Exercise description
Find the line that contains "pub fn set_routes_active(&self, count: usize)". Restate it and each following line exactly, through the end of the records.

Input
//! Cross-channel communicator metrics, injected rather than global
//! (design note, section 9).

use lscc_core::metrics::ComponentMetrics;
use prometheus::{CounterVec, Gauge};

pub struct CommunicatorMetrics {
    messages: CounterVec,
    routes_active: Gauge,
    relay_failures: CounterVec,
    conflicts_resolved: CounterVec,
}

impl CommunicatorMetrics {
    pub fn new(metrics: &ComponentMetrics) -> Self {
        Self {
            messages: metrics.counter_vec("messages_total", "Cross-shard messages by outcome", &["outcome"]),
            routes_active: metrics.gauge("routes_active", "Number of active routes"),
            relay_failures: metrics.counter_vec("relay_failures_total", "Relay dispatch failures", &["relay"]),
            conflicts_resolved: metrics.counter_vec(
                "conflicts_resolved_total",
                "Conflicts resolved by type",
                &["conflict_type"],
            ),
        }
    }

    pub fn record_message(&self, outcome: &str) {
        self.messages.with_label_values(&[outcome]).inc();
    }

    pub fn set_routes_active(&self, count: usize) {
        self.routes_active.set(count as f64);
    }

    pub fn record_relay_failure(&self, relay_id: u32) {
        self.relay_failures.with_label_values(&[&relay_id.to_string()]).inc();
    }

    pub fn record_conflict_resolved(&self, conflict_type: &str) {
        self.conflicts_resolved.with_label_values(&[conflict_type]).inc();
    }
}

Response box
    pub fn set_routes_active(&self, count: usize) {
        self.routes_active.set(count as f64);
    }

    pub fn record_relay_failure(&self, relay_id: u32) {
        self.relay_failures.with_label_values(&[&relay_id.to_string()]).inc();
    }

    pub fn record_conflict_resolved(&self, conflict_type: &str) {
        self.conflicts_resolved.with_label_values(&[conflict_type]).inc();
    }
}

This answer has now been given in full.